Riko terkekeh, kuyakin ia agak terkejut mendengarnya. Kami sedang ada di rumah, lokasinya tak jauh dari pantai tempat kami berjumpa pertama kali. Rumah ini dibangun sederhana hasil menabung kami, dengan arsitektur yang bisa dibilang membuat kami betah tidak keluar rumah sehari pun. Dan kami membuat balkon di lantai dua, sengaja untuk menghabiskan waktu libur memandangi langit maupun lautan.

Riko terlihat sedang berpikir, maka kujawab sendiri, "Ini sudah masuk ke musim semi yang ketujuh,"

"Kalau begitu kenapa kamu nanya sih?" Aku tertawa sebagai respon.

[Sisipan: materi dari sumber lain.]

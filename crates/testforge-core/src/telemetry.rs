//! Tracing initialisation for the testforge binary.
//!
//! Call [`init_tracing`] once at program start. Later calls are ignored
//! because the global subscriber can only be set once per process.

use tracing::Level;
use tracing_subscriber::layer::SubscriberExt;
use tracing_subscriber::util::SubscriberInitExt;
use tracing_subscriber::{fmt, EnvFilter};

/// Environment variable consulted before `RUST_LOG`.
pub const LOG_ENV: &str = "TESTFORGE_LOG";

/// Initialise the global tracing subscriber.
///
/// * `json` emits newline-delimited JSON log lines.
/// * `level` is the default verbosity when neither `TESTFORGE_LOG` nor
///   `RUST_LOG` is set.
pub fn init_tracing(json: bool, level: Level) {
    let env_filter = EnvFilter::try_from_env(LOG_ENV)
        .or_else(|_| EnvFilter::try_from_default_env())
        .unwrap_or_else(|_| EnvFilter::new(level.as_str()));

    if json {
        tracing_subscriber::registry()
            .with(env_filter)
            .with(fmt::layer().with_target(false).json().with_writer(std::io::stderr))
            .try_init()
            .ok();
    } else {
        tracing_subscriber::registry()
            .with(env_filter)
            .with(fmt::layer().with_target(false).with_writer(std::io::stderr))
            .try_init()
            .ok();
    }
}

#[cfg(test)]
mod tests {
    use super::*;

    #[test]
    fn test_init_twice_is_harmless() {
        init_tracing(false, Level::INFO);
        init_tracing(true, Level::DEBUG);
    }
}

Ada hening yang tercipta dan kami menganggapnya ini biasa, hening karena terlalu nyaman untuk dilanjut perbincangan. Tangan Riko yang satunya menyentuh jemariku, menyulamnya lalu hening kembali.

"Aku lupa mengatakan sesuatu untukumu," katanya memecah sepi. "Terima kasih, untuk semuanya sampai detik ini."

Ada euforia dalam dada, bak ada kupu-kupu dalam perutku. Senyumku mengembang, senang tak karuan. "Apapun untukmu, Riko. Apapun."

Setelah itu ia melepas tangannya, mengambil teh kami dan menikmati setiap seruputnya bersama.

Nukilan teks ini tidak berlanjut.